» **Work request**
Pull out every line below that contains the word "disputed".

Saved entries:
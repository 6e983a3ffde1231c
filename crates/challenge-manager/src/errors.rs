//! Error types for the challenge manager.

use challenge_params::prelude::ParamsError;
use challenge_primitives::types::Address;
use challenge_sm::errors::ChallengeError;
use thiserror::Error;

use crate::traits::ProverError;

/// Errors returned by the operations of the [`ChallengeManager`](crate::manager::ChallengeManager).
///
/// A rejected operation never changes any challenge.
#[derive(Debug, Clone, PartialEq, Eq, Error)]
pub enum ManagerError {
    /// The manager was configured with parameters that cannot drive a challenge.
    #[error("invalid challenge parameters: {0}")]
    InvalidParams(#[from] ParamsError),

    /// The operation requires the collaborators to be set first.
    #[error("challenge manager is not initialized")]
    NotInitialized,

    /// The collaborators can only be set once.
    #[error("challenge manager is already initialized")]
    AlreadyInitialized,

    /// The result receiver must be a real address.
    #[error("no result receiver given")]
    NoResultReceiver,

    /// Only the result receiver may create and clear challenges.
    #[error("{sender} is not the result receiver")]
    NotResultReceiver {
        /// The address that submitted the call.
        sender: Address,
    },

    /// The one-step prover did not accept the proof.
    #[error("one-step proof rejected: {0}")]
    ProofRejected(#[from] ProverError),

    /// The challenge rejected the move.
    #[error(transparent)]
    Challenge(#[from] ChallengeError),
}

/// Result type alias for the challenge manager.
pub type ManagerResult<T> = Result<T, ManagerError>;
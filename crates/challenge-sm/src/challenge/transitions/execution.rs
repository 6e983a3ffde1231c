use challenge_params::prelude::ChallengeParams;
use challenge_primitives::{
    machine::MachineStatus,
    state_hash::{hash_block_state, hash_end_machine, hash_start_machine},
};
use tracing::info;

use crate::{
    challenge::{
        events::{ChallengeExecutionEvent, OneStepProvedEvent},
        machine::ChallengeOutput,
        signals::{ChallengeSignal, ChallengeTerminationKind},
        state::{Challenge, ChallengeMode},
    },
    errors::{ChallengeError, ChallengeResult},
    segments::validate_bisection,
};

impl Challenge {
    /// Processes the escalation of a single contested block to an execution challenge.
    ///
    /// If the machine was already halted when the block started, the mover wins outright as long
    /// as it claims the machine stayed exactly as it was. Otherwise the block is re-opened as a
    /// bisection over `num_steps` machine steps.
    pub(crate) fn process_challenge_execution(
        &mut self,
        cfg: &ChallengeParams,
        execution: ChallengeExecutionEvent,
    ) -> ChallengeResult<ChallengeOutput> {
        let ChallengeExecutionEvent {
            ctx,
            selection,
            machine_statuses: [start_status, end_status],
            global_state_hashes: [start_hash, end_hash],
            num_steps,
        } = execution;

        let segment = self.check_move(
            &ctx,
            &selection,
            Some(ChallengeMode::Block),
            "ChallengeExecution",
        )?;

        if num_steps == 0 || num_steps > cfg.max_steps {
            return Err(ChallengeError::StepsOutOfRange {
                num_steps,
                max_steps: cfg.max_steps,
            });
        }

        validate_bisection(
            &selection,
            hash_block_state(start_status, start_hash)?,
            hash_block_state(end_status, end_hash)?,
        )?;

        if segment.length != 1 {
            return Err(ChallengeError::DegenerateSelection {
                reason: "execution challenges require a single block",
            });
        }

        if start_status != MachineStatus::Finished {
            if start_status != end_status || start_hash != end_hash {
                return Err(ChallengeError::HaltedMachineChanged);
            }

            let ended = self.current_wins(ChallengeTerminationKind::BlockProof);
            self.take_turn(ctx.timestamp);

            return Ok(ChallengeOutput::with_signals(vec![ended]));
        }

        if end_status == MachineStatus::Errored && start_hash != end_hash {
            return Err(ChallengeError::ErroredStateChanged);
        }

        let segments = vec![
            hash_start_machine(start_hash, self.wasm_module_root),
            hash_end_machine(end_status, end_hash)?,
        ];

        self.mode = ChallengeMode::Execution;
        let bisected = self.complete_bisection(0, num_steps, segments);
        self.take_turn(ctx.timestamp);

        info!(block = segment.start, num_steps, "escalated to execution challenge");

        Ok(ChallengeOutput::with_signals(vec![
            bisected,
            ChallengeSignal::ExecutionChallengeBegun {
                block: segment.start,
                num_steps,
            },
        ]))
    }

    /// Processes the result of a one-step proof of the contested step.
    ///
    /// The proof must reach a different state than the one being disputed. The mover then wins and
    /// the challenge waits for the other party's clock to run out.
    pub(crate) fn process_one_step_proved(
        &mut self,
        proved: OneStepProvedEvent,
    ) -> ChallengeResult<ChallengeOutput> {
        let OneStepProvedEvent {
            ctx,
            selection,
            after_hash,
        } = proved;

        self.one_step_claim(&ctx, &selection)?;

        if selection.end_hash()? == after_hash {
            return Err(ChallengeError::SameProofEnd);
        }

        let ended = self.current_wins(ChallengeTerminationKind::ExecutionProof);
        self.take_turn(ctx.timestamp);

        Ok(ChallengeOutput::with_signals(vec![
            ChallengeSignal::OneStepProofCompleted,
            ended,
        ]))
    }
}
//! This crate implements the state machine that drives a single bisection challenge.
//!
//! Two parties, an asserter and a challenger, disagree about the outcome of executing a range of
//! blocks. The state machine narrows that disagreement round by round: first over whole blocks,
//! then over the machine steps of the one contested block, until a single step remains that a
//! one-step proof can settle. Every accepted move emits signals describing what happened and,
//! when the challenge is decided, a duty to report the winner.

pub mod challenge;
pub mod errors;
pub mod segments;
pub mod state_machine;

#[cfg(test)]
pub(crate) mod testing;
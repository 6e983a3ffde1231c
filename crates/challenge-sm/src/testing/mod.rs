//! Generic testing utilities for state machines.
//!
//! This module provides reusable testing infrastructure for state machines implementing the
//! [`StateMachine`](crate::state_machine::StateMachine) trait.
//!
//! ## Organization
//!
//! - [`transition`] - Value-based transition testing helpers
//! - [`proptest`] - Property-based testing macros
//!
//! ## Value-Based Testing
//!
//! ```rust,ignore
//! use crate::testing::transition::*;
//!
//! test_transition(
//!     create_sm,
//!     get_state,
//!     &cfg,
//!     Transition {
//!         from_state: challenge,
//!         event: ChallengeEvent::Timeout(timeout),
//!         expected_state: Challenge::default(),
//!         expected_duties: vec![duty],
//!         expected_signals: vec![signal],
//!     },
//! );
//! ```
//!
//! ## Property-Based Testing
//!
//! ```rust,ignore
//! use crate::{prop_deterministic, prop_no_silent_acceptance};
//!
//! prop_deterministic!(
//!     Challenge,
//!     create_sm,
//!     get_state,
//!     &test_cfg(),
//!     arb_challenge(),
//!     arb_event()
//! );
//! ```

pub(crate) mod transition;

pub(crate) use transition::{
    test_invalid_transition, test_transition, EventSequence, InvalidTransition, Transition,
};
//! Interfaces of the collaborators the challenge manager relies on.

use challenge_primitives::types::{Address, Bytes32, ChallengeIndex};
use thiserror::Error;

/// The party that owns the challenges and acts on their outcome.
///
/// Only the receiver may create and clear challenges. It is told the winner of every challenge
/// that ends by timeout.
pub trait ChallengeResultReceiver {
    /// The address the receiver submits its calls from.
    fn address(&self) -> Address;

    /// Reports the outcome of the challenge at `challenge_index`.
    ///
    /// Called exactly once per challenge, after the challenge has been deleted.
    fn complete_challenge(&mut self, challenge_index: ChallengeIndex, winner: Address, loser: Address);
}

/// The environment a one-step proof is executed in.
#[derive(Debug, Clone, Copy, PartialEq, Eq)]
pub struct ExecutionContext {
    /// Upper bound on the inbox messages the contested execution may read.
    pub max_inbox_messages_read: u64,
    /// The bridge the contested execution reads its messages from.
    pub bridge: Address,
}

/// Errors a [`OneStepProver`] can reject a proof with.
#[derive(Debug, Clone, PartialEq, Eq, Error)]
pub enum ProverError {
    /// The proof could not be decoded.
    #[error("malformed proof: {0}")]
    MalformedProof(String),

    /// The proof decodes but does not execute the claimed step.
    #[error("cannot prove step {step}: {reason}")]
    Unprovable {
        /// The contested step.
        step: u64,
        /// Why the step cannot be executed.
        reason: String,
    },
}

/// Executes a single machine step.
///
/// Implementations must be deterministic: the same inputs always give the same result.
pub trait OneStepProver {
    /// Executes `step` starting from the machine committed by `before_hash` using the witness in
    /// `proof` and returns the hash of the machine after the step.
    fn prove_one_step(
        &self,
        ctx: &ExecutionContext,
        step: u64,
        before_hash: Bytes32,
        proof: &[u8],
    ) -> Result<Bytes32, ProverError>;
}
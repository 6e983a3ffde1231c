//! Keccak-256 over packed encodings.
//!
//! All commitments in the protocol are computed as Keccak-256 over the concatenation of their
//! fields, with integers encoded big-endian at their natural width. This is the same layout an
//! EVM-side one-step prover uses, so both sides agree on every commitment.

use tiny_keccak::{Hasher, Keccak};

use crate::types::Bytes32;

/// Hashes the concatenation of `parts`.
pub fn keccak256_packed(parts: &[&[u8]]) -> Bytes32 {
    let mut hasher = Keccak::v256();
    for part in parts {
        hasher.update(part);
    }

    let mut out = [0u8; 32];
    hasher.finalize(&mut out);

    Bytes32::new(out)
}

/// Hashes a single byte string.
pub fn keccak256(data: &[u8]) -> Bytes32 {
    keccak256_packed(&[data])
}
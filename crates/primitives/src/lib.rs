//! This crate contains general types and pure functions that need to be shared across the
//! challenge protocol crates.
//!
//! It is not intended to be used directly by end users, but rather to be used as a dependency by
//! other crates. Also note that this crate lies at the bottom of the crate-hierarchy in this
//! workspace i.e., it does not depend on any other crate in this workspace.

pub mod errors;
pub mod global_state;
pub mod hash;
pub mod machine;
pub mod state_hash;
pub mod types;
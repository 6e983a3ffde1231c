//! Errors related to the moves of a challenge.
//!
//! Every error rejects the move as a whole: the challenge is left exactly as it was before the
//! move was submitted.

use challenge_primitives::{
    errors::MachineHashError,
    types::{Address, Bytes32, Timestamp},
};
use thiserror::Error;

use crate::challenge::state::ChallengeMode;

/// Errors that can occur while processing a move in a challenge.
#[derive(Debug, Clone, PartialEq, Eq, Error)]
pub enum ChallengeError {
    /// The move was submitted by someone other than the party whose turn it is.
    #[error("{sender} is not allowed to move, expected {expected}")]
    AccessViolation {
        /// The address that submitted the move.
        sender: Address,
        /// The address whose turn it is.
        expected: Address,
    },

    /// The supplied segment selection does not hash to the committed challenge state.
    #[error("selection hashes to {actual} but the committed state is {expected}")]
    StateMismatch {
        /// The committed challenge state hash.
        expected: Bytes32,
        /// The hash of the supplied selection.
        actual: Bytes32,
    },

    /// The move is not allowed in the current mode of the challenge.
    #[error("cannot process {event} in mode {mode}")]
    InvalidTransition {
        /// The mode the challenge is in.
        mode: ChallengeMode,
        /// The kind of move that was rejected.
        event: &'static str,
    },

    /// The segment selection is malformed or cannot be used for the requested move.
    #[error("degenerate segment selection: {reason}")]
    DegenerateSelection {
        /// What is wrong with the selection.
        reason: &'static str,
    },

    /// A bisection supplied the wrong number of segments.
    #[error("expected {expected} segments, got {actual}")]
    BadDegree {
        /// The required number of segments.
        expected: usize,
        /// The supplied number of segments.
        actual: usize,
    },

    /// The mover's clock ran out before the move was submitted.
    #[error("clock expired: {elapsed}s elapsed with {time_left}s left")]
    TimedOut {
        /// Seconds since the last accepted move.
        elapsed: Timestamp,
        /// Seconds the mover had left.
        time_left: Timestamp,
    },

    /// A timeout was claimed while the mover still had time.
    #[error("deadline not reached: {elapsed}s elapsed with {time_left}s left")]
    DeadlineNotReached {
        /// Seconds since the last accepted move.
        elapsed: Timestamp,
        /// Seconds the mover has left.
        time_left: Timestamp,
    },

    /// The first new segment does not match the start of the contested segment.
    #[error("new segments do not start at the contested segment's start")]
    WrongStart,

    /// The last new segment matches the end of the contested segment, so nothing is disputed.
    #[error("new segments end at the contested segment's end")]
    SameEndpoint,

    /// The one-step proof reached the same state that is being disputed.
    #[error("one-step proof ends at the disputed state")]
    SameProofEnd,

    /// A machine that was already halted at the start of a block claims to have changed.
    #[error("halted machine changed its status or global state")]
    HaltedMachineChanged,

    /// A machine that errored claims to have modified its global state.
    #[error("errored machine changed its global state")]
    ErroredStateChanged,

    /// The number of steps of an execution challenge is out of bounds.
    #[error("step count {num_steps} outside of [1, {max_steps}]")]
    StepsOutOfRange {
        /// The supplied number of steps.
        num_steps: u64,
        /// The maximum number of steps.
        max_steps: u64,
    },

    /// A challenge was requested over an empty range of blocks.
    #[error("a challenge must span at least one block")]
    EmptyBlockRange,

    /// A supplied machine status has no commitment in the required context.
    #[error(transparent)]
    InvalidStatus(#[from] MachineHashError),
}

/// The result type for moves in a challenge.
pub type ChallengeResult<T> = Result<T, ChallengeError>;
//! The duties that need to be performed in response to the state transitions of a challenge.

use challenge_primitives::types::Address;

/// The duties that need to be performed outside of the state machine.
#[derive(Debug, Clone, Copy, PartialEq, Eq, Hash)]
pub enum ChallengeDuty {
    /// Report the outcome of the challenge to the result receiver.
    CompleteChallenge {
        /// The participant that won.
        winner: Address,
        /// The participant that lost.
        loser: Address,
    },
}
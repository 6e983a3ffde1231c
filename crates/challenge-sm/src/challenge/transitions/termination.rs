use tracing::info;

use crate::{
    challenge::{
        duties::ChallengeDuty,
        events::{ClearEvent, TimeoutEvent},
        machine::ChallengeOutput,
        signals::{ChallengeSignal, ChallengeTerminationKind},
        state::Challenge,
    },
    errors::{ChallengeError, ChallengeResult},
};

impl Challenge {
    /// Processes a timeout claim.
    ///
    /// Anyone may claim the timeout once the participant on the clock has exhausted its time. The
    /// waiting participant wins and the challenge is deleted.
    pub(crate) fn process_timeout(
        &mut self,
        timeout: TimeoutEvent,
    ) -> ChallengeResult<ChallengeOutput> {
        self.check_active("Timeout")?;

        let now = timeout.ctx.timestamp;
        if !self.is_timed_out(now) {
            return Err(ChallengeError::DeadlineNotReached {
                elapsed: self.elapsed(now),
                time_left: self.current.time_left,
            });
        }

        let winner = self.next.addr;
        let loser = self.current.addr;
        *self = Challenge::default();

        info!(%winner, %loser, claimed_by = %timeout.ctx.sender, "challenge timed out");

        Ok(ChallengeOutput::with_duties_and_signals(
            vec![ChallengeDuty::CompleteChallenge { winner, loser }],
            vec![ChallengeSignal::ChallengeEnded {
                kind: ChallengeTerminationKind::Timeout,
            }],
        ))
    }

    /// Processes the deletion of the challenge without a winner.
    pub(crate) fn process_clear(&mut self, clear: ClearEvent) -> ChallengeResult<ChallengeOutput> {
        self.check_active("Clear")?;

        *self = Challenge::default();

        info!(cleared_by = %clear.ctx.sender, "challenge cleared");

        Ok(ChallengeOutput::with_signals(vec![
            ChallengeSignal::ChallengeEnded {
                kind: ChallengeTerminationKind::Cleared,
            },
        ]))
    }
}
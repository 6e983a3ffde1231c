//! The events that are relevant to a challenge.
//!
//! Every move carries the [`CallContext`] it was submitted in so that the state machine can check
//! whose turn it is and charge the elapsed time to the mover.

use std::fmt;

use challenge_primitives::{
    global_state::GlobalState,
    machine::MachineStatus,
    types::{Address, Bytes32, CallContext, Timestamp},
};
use serde::{Deserialize, Serialize};

use crate::segments::SegmentSelection;

/// The arguments needed to open a new challenge.
#[derive(Debug, Clone, PartialEq, Eq, Serialize, Deserialize)]
pub struct CreateChallenge {
    /// The machine binary both parties execute.
    pub wasm_module_root: Bytes32,
    /// Machine status at the start and at the end of the disputed range.
    pub start_and_end_machine_statuses: [MachineStatus; 2],
    /// Global state at the start and at the end of the disputed range.
    pub start_and_end_global_states: [GlobalState; 2],
    /// Number of blocks in the disputed range.
    pub num_blocks: u64,
    /// The party defending the end state.
    pub asserter: Address,
    /// The party disputing the end state.
    pub challenger: Address,
    /// Total time the asserter may spend on its moves.
    pub asserter_time_left: Timestamp,
    /// Total time the challenger may spend on its moves.
    pub challenger_time_left: Timestamp,
}

/// A bisection of the contested segment.
#[derive(Debug, Clone, PartialEq, Eq, Serialize, Deserialize)]
pub struct BisectEvent {
    /// Who moves and when.
    pub ctx: CallContext,
    /// The mover's claim about the committed round and the contested segment.
    pub selection: SegmentSelection,
    /// The state hashes at the split points of the contested segment.
    pub new_segments: Vec<Bytes32>,
}

/// The escalation of a single contested block to a challenge over its machine steps.
#[derive(Debug, Clone, PartialEq, Eq, Serialize, Deserialize)]
pub struct ChallengeExecutionEvent {
    /// Who moves and when.
    pub ctx: CallContext,
    /// The mover's claim about the committed round and the contested block.
    pub selection: SegmentSelection,
    /// Machine status before and after the contested block.
    pub machine_statuses: [MachineStatus; 2],
    /// Global state hashes before and after the contested block.
    pub global_state_hashes: [Bytes32; 2],
    /// Number of machine steps the mover claims the block takes.
    pub num_steps: u64,
}

/// The outcome of executing the contested step with a one-step proof.
#[derive(Debug, Clone, PartialEq, Eq, Serialize, Deserialize)]
pub struct OneStepProvedEvent {
    /// Who moves and when.
    pub ctx: CallContext,
    /// The mover's claim about the committed round and the contested step.
    pub selection: SegmentSelection,
    /// The machine hash the prover computed after executing the step.
    pub after_hash: Bytes32,
}

/// A claim that the participant on the clock ran out of time.
#[derive(Debug, Clone, Copy, PartialEq, Eq, Serialize, Deserialize)]
pub struct TimeoutEvent {
    /// Who claims the timeout and when.
    pub ctx: CallContext,
}

/// A request to delete the challenge without a winner.
///
/// The state machine does not know the result receiver, so whoever feeds this event must have
/// checked that it comes from the receiver.
#[derive(Debug, Clone, Copy, PartialEq, Eq, Serialize, Deserialize)]
pub struct ClearEvent {
    /// Who clears and when.
    pub ctx: CallContext,
}

/// The external events that affect a challenge.
#[derive(Debug, Clone, PartialEq, Eq, Serialize, Deserialize)]
pub enum ChallengeEvent {
    /// The mover splits the contested segment.
    Bisect(BisectEvent),
    /// The mover escalates a single block to an execution challenge.
    ChallengeExecution(ChallengeExecutionEvent),
    /// The mover settled the contested step with a one-step proof.
    OneStepProved(OneStepProvedEvent),
    /// Anyone claims that the participant on the clock ran out of time.
    Timeout(TimeoutEvent),
    /// The result receiver deletes the challenge.
    Clear(ClearEvent),
}

impl ChallengeEvent {
    /// The name of the kind of event.
    pub const fn kind(&self) -> &'static str {
        match self {
            ChallengeEvent::Bisect(_) => "Bisect",
            ChallengeEvent::ChallengeExecution(_) => "ChallengeExecution",
            ChallengeEvent::OneStepProved(_) => "OneStepProved",
            ChallengeEvent::Timeout(_) => "Timeout",
            ChallengeEvent::Clear(_) => "Clear",
        }
    }

    /// The context the event was submitted in.
    pub const fn ctx(&self) -> &CallContext {
        match self {
            ChallengeEvent::Bisect(e) => &e.ctx,
            ChallengeEvent::ChallengeExecution(e) => &e.ctx,
            ChallengeEvent::OneStepProved(e) => &e.ctx,
            ChallengeEvent::Timeout(e) => &e.ctx,
            ChallengeEvent::Clear(e) => &e.ctx,
        }
    }
}

impl fmt::Display for ChallengeEvent {
    fn fmt(&self, f: &mut fmt::Formatter<'_>) -> fmt::Result {
        let ctx = self.ctx();
        match self {
            ChallengeEvent::Bisect(e) => write!(
                f,
                "Bisect at position {} into {} segments from {} at {}",
                e.selection.challenge_position,
                e.new_segments.len(),
                ctx.sender,
                ctx.timestamp
            ),
            ChallengeEvent::ChallengeExecution(e) => write!(
                f,
                "ChallengeExecution over {} steps ({} -> {}) from {} at {}",
                e.num_steps,
                e.machine_statuses[0],
                e.machine_statuses[1],
                ctx.sender,
                ctx.timestamp
            ),
            ChallengeEvent::OneStepProved(e) => write!(
                f,
                "OneStepProved to {} from {} at {}",
                e.after_hash, ctx.sender, ctx.timestamp
            ),
            ChallengeEvent::Timeout(_) | ChallengeEvent::Clear(_) => {
                write!(f, "{} from {} at {}", self.kind(), ctx.sender, ctx.timestamp)
            }
        }
    }
}

impl From<BisectEvent> for ChallengeEvent {
    fn from(event: BisectEvent) -> Self {
        ChallengeEvent::Bisect(event)
    }
}

impl From<ChallengeExecutionEvent> for ChallengeEvent {
    fn from(event: ChallengeExecutionEvent) -> Self {
        ChallengeEvent::ChallengeExecution(event)
    }
}

impl From<OneStepProvedEvent> for ChallengeEvent {
    fn from(event: OneStepProvedEvent) -> Self {
        ChallengeEvent::OneStepProved(event)
    }
}

impl From<TimeoutEvent> for ChallengeEvent {
    fn from(event: TimeoutEvent) -> Self {
        ChallengeEvent::Timeout(event)
    }
}

impl From<ClearEvent> for ChallengeEvent {
    fn from(event: ClearEvent) -> Self {
        ChallengeEvent::Clear(event)
    }
}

» **Task result**
    /// The proof must reach a different state than the one being disputed. The mover then wins and
    /// The last new segment matches the end of the contested segment, so nothing is disputed.
    /// The one-step proof reached the same state that is being disputed.
    #[error("one-step proof ends at the disputed state")]
    /// Machine status at the start and at the end of the disputed range.
    /// Global state at the start and at the end of the disputed range.
    /// Number of blocks in the disputed range.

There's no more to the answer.